Exercise prompt: The lines of the records that include "Serialize" should all be copied.
=== Section Start ===
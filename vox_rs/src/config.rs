//! Parallel extraction configuration.

/// Configuration for slab-parallel extraction.
#[derive(Debug, Clone, Copy, PartialEq, Eq)]
#[cfg_attr(feature = "serde", derive(serde::Serialize, serde::Deserialize))]
pub struct ParallelConfig {
    /// Cell layers per slab along z. Zero is treated as one.
    pub slab_depth: u32,
    /// Worker threads; zero uses rayon's global pool.
    pub num_threads: usize,
}

impl ParallelConfig {
    /// Create a new parallel configuration.
    ///
    /// # Arguments
    /// * `slab_depth` - Cell layers per slab (typically 16)
    /// * `num_threads` - Worker threads, or 0 for the global pool
    #[inline]
    pub const fn new(slab_depth: u32, num_threads: usize) -> Self {
        Self {
            slab_depth,
            num_threads,
        }
    }

    /// Set the slab depth.
    #[inline]
    pub const fn with_slab_depth(mut self, slab_depth: u32) -> Self {
        self.slab_depth = slab_depth;
        self
    }

    /// Set the number of worker threads.
    #[inline]
    pub const fn with_num_threads(mut self, num_threads: usize) -> Self {
        self.num_threads = num_threads;
        self
    }

    /// Slab depth as used by the extractor (never zero).
    #[inline]
    pub const fn effective_slab_depth(&self) -> u32 {
        if self.slab_depth == 0 {
            1
        } else {
            self.slab_depth
        }
    }
}

impl Default for ParallelConfig {
    fn default() -> Self {
        Self::new(16, 0)
    }
}
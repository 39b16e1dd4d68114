//! Three-component vector type used for voxel coordinates, positions and normals.
//!
//! `Vector3<T>` is a plain value type: every operation returns a new vector and
//! nothing mutates in place except the compound-assignment operators.

use core::fmt;
use core::ops::{Add, AddAssign, Div, Mul, Neg, Sub, SubAssign};

#[cfg(feature = "serde")]
use serde::{Deserialize, Serialize};

/// A vector with three components of the same scalar type.
#[derive(Debug, Clone, Copy, PartialEq, Eq, Hash, Default)]
#[cfg_attr(feature = "serde", derive(Serialize, Deserialize))]
pub struct Vector3<T> {
    /// X component.
    pub x: T,
    /// Y component.
    pub y: T,
    /// Z component.
    pub z: T,
}

/// Integer vector, used for voxel coordinates and region corners.
pub type Vector3i = Vector3<i32>;

/// Float vector, used for vertex positions and normals.
pub type Vector3f = Vector3<f32>;

/// Unsigned 16-bit vector.
pub type Vector3u16 = Vector3<u16>;

impl<T> Vector3<T> {
    /// Create a new vector.
    #[inline]
    pub const fn new(x: T, y: T, z: T) -> Self {
        Self { x, y, z }
    }
}

impl<T: Copy> Vector3<T> {
    /// Create a vector with all components set to the same value.
    #[inline]
    pub const fn splat(v: T) -> Self {
        Self { x: v, y: v, z: v }
    }

    /// The X component.
    #[inline]
    pub const fn x(&self) -> T {
        self.x
    }

    /// The Y component.
    #[inline]
    pub const fn y(&self) -> T {
        self.y
    }

    /// The Z component.
    #[inline]
    pub const fn z(&self) -> T {
        self.z
    }

    /// Convert to an array.
    #[inline]
    pub const fn as_array(&self) -> [T; 3] {
        [self.x, self.y, self.z]
    }
}

impl<T: Copy + PartialEq> Vector3<T> {
    /// Component-wise equality against a possibly absent vector.
    ///
    /// Returns `false` when `other` is `None`.
    #[inline]
    pub fn equals(&self, other: Option<&Self>) -> bool {
        match other {
            Some(o) => self.x == o.x && self.y == o.y && self.z == o.z,
            None => false,
        }
    }
}

impl<T: Copy + Add<Output = T>> Vector3<T> {
    /// Component-wise sum.
    #[inline]
    pub fn add(self, other: Self) -> Self {
        self + other
    }
}

impl<T: Copy + Mul<Output = T>> Vector3<T> {
    /// Multiply every component by `k`.
    #[inline]
    pub fn scale(self, k: T) -> Self {
        self * k
    }
}

impl<T: Copy + Add<Output = T> + Mul<Output = T>> Vector3<T> {
    /// Dot product.
    #[inline]
    pub fn dot(self, other: Self) -> T {
        self.x * other.x + self.y * other.y + self.z * other.z
    }
}

impl<T: Copy + PartialOrd> Vector3<T> {
    /// Component-wise minimum.
    #[inline]
    pub fn min(self, other: Self) -> Self {
        Self {
            x: if self.x < other.x { self.x } else { other.x },
            y: if self.y < other.y { self.y } else { other.y },
            z: if self.z < other.z { self.z } else { other.z },
        }
    }

    /// Component-wise maximum.
    #[inline]
    pub fn max(self, other: Self) -> Self {
        Self {
            x: if self.x > other.x { self.x } else { other.x },
            y: if self.y > other.y { self.y } else { other.y },
            z: if self.z > other.z { self.z } else { other.z },
        }
    }

    /// True if every component of `self` is less than or equal to the matching one in `other`.
    #[inline]
    pub fn all_le(self, other: Self) -> bool {
        self.x <= other.x && self.y <= other.y && self.z <= other.z
    }
}

impl Vector3i {
    /// Convert to a float vector.
    #[inline]
    pub fn as_f32(self) -> Vector3f {
        Vector3f::new(self.x as f32, self.y as f32, self.z as f32)
    }

    /// Component-wise addition, or `None` if any component overflows.
    #[inline]
    pub fn checked_add(self, other: Self) -> Option<Self> {
        Some(Self::new(
            self.x.checked_add(other.x)?,
            self.y.checked_add(other.y)?,
            self.z.checked_add(other.z)?,
        ))
    }

    /// Component-wise addition, saturating at the `i32` bounds.
    #[inline]
    pub fn saturating_add(self, other: Self) -> Self {
        Self::new(
            self.x.saturating_add(other.x),
            self.y.saturating_add(other.y),
            self.z.saturating_add(other.z),
        )
    }

    /// Component-wise subtraction, or `None` if any component overflows.
    #[inline]
    pub fn checked_sub(self, other: Self) -> Option<Self> {
        Some(Self::new(
            self.x.checked_sub(other.x)?,
            self.y.checked_sub(other.y)?,
            self.z.checked_sub(other.z)?,
        ))
    }
}

impl Vector3f {
    /// Cross product.
    #[inline]
    pub fn cross(self, other: Self) -> Self {
        Self {
            x: self.y * other.z - self.z * other.y,
            y: self.z * other.x - self.x * other.z,
            z: self.x * other.y - self.y * other.x,
        }
    }

    /// Squared length.
    #[inline]
    pub fn length_squared(self) -> f32 {
        self.dot(self)
    }

    /// Length (magnitude).
    #[inline]
    pub fn length(self) -> f32 {
        self.length_squared().sqrt()
    }

    /// Normalize to unit length.
    /// Returns a zero vector if the length is zero.
    #[inline]
    pub fn normalize(self) -> Self {
        let len = self.length();
        if len == 0.0 {
            Self::splat(0.0)
        } else {
            self / len
        }
    }

    /// Linear interpolation between two vectors.
    #[inline]
    pub fn lerp(self, other: Self, t: f32) -> Self {
        Self {
            x: self.x + (other.x - self.x) * t,
            y: self.y + (other.y - self.y) * t,
            z: self.z + (other.z - self.z) * t,
        }
    }

    /// True if all components are finite.
    #[inline]
    pub fn is_finite(self) -> bool {
        self.x.is_finite() && self.y.is_finite() && self.z.is_finite()
    }
}

impl<T> From<[T; 3]> for Vector3<T> {
    #[inline]
    fn from([x, y, z]: [T; 3]) -> Self {
        Self { x, y, z }
    }
}

impl<T> From<(T, T, T)> for Vector3<T> {
    #[inline]
    fn from((x, y, z): (T, T, T)) -> Self {
        Self { x, y, z }
    }
}

impl<T> From<Vector3<T>> for [T; 3] {
    #[inline]
    fn from(v: Vector3<T>) -> Self {
        [v.x, v.y, v.z]
    }
}

impl<T: fmt::Display> fmt::Display for Vector3<T> {
    fn fmt(&self, f: &mut fmt::Formatter<'_>) -> fmt::Result {
        write!(f, "({}, {}, {})", self.x, self.y, self.z)
    }
}

impl<T: Add<Output = T>> Add for Vector3<T> {
    type Output = Self;

    #[inline]
    fn add(self, other: Self) -> Self {
        Self {
            x: self.x + other.x,
            y: self.y + other.y,
            z: self.z + other.z,
        }
    }
}

impl<T: Sub<Output = T>> Sub for Vector3<T> {
    type Output = Self;

    #[inline]
    fn sub(self, other: Self) -> Self {
        Self {
            x: self.x - other.x,
            y: self.y - other.y,
            z: self.z - other.z,
        }
    }
}

impl<T: Copy + Mul<Output = T>> Mul<T> for Vector3<T> {
    type Output = Self;

    #[inline]
    fn mul(self, scalar: T) -> Self {
        Self {
            x: self.x * scalar,
            y: self.y * scalar,
            z: self.z * scalar,
        }
    }
}

impl Mul<Vector3f> for f32 {
    type Output = Vector3f;

    #[inline]
    fn mul(self, v: Vector3f) -> Vector3f {
        v * self
    }
}

impl<T: Copy + Div<Output = T>> Div<T> for Vector3<T> {
    type Output = Self;

    #[inline]
    fn div(self, scalar: T) -> Self {
        Self {
            x: self.x / scalar,
            y: self.y / scalar,
            z: self.z / scalar,
        }
    }
}

impl<T: Neg<Output = T>> Neg for Vector3<T> {
    type Output = Self;

    #[inline]
    fn neg(self) -> Self {
        Self {
            x: -self.x,
            y: -self.y,
            z: -self.z,
        }
    }
}

impl<T: AddAssign> AddAssign for Vector3<T> {
    #[inline]
    fn add_assign(&mut self, other: Self) {
        self.x += other.x;
        self.y += other.y;
        self.z += other.z;
    }
}

impl<T: SubAssign> SubAssign for Vector3<T> {
    #[inline]
    fn sub_assign(&mut self, other: Self) {
        self.x -= other.x;
        self.y -= other.y;
        self.z -= other.z;
    }
}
=== Section End ===
Solution:
#[cfg_attr(feature = "serde", derive(serde::Serialize, serde::Deserialize))]
use serde::{Deserialize, Serialize};
#[cfg_attr(feature = "serde", derive(Serialize, Deserialize))]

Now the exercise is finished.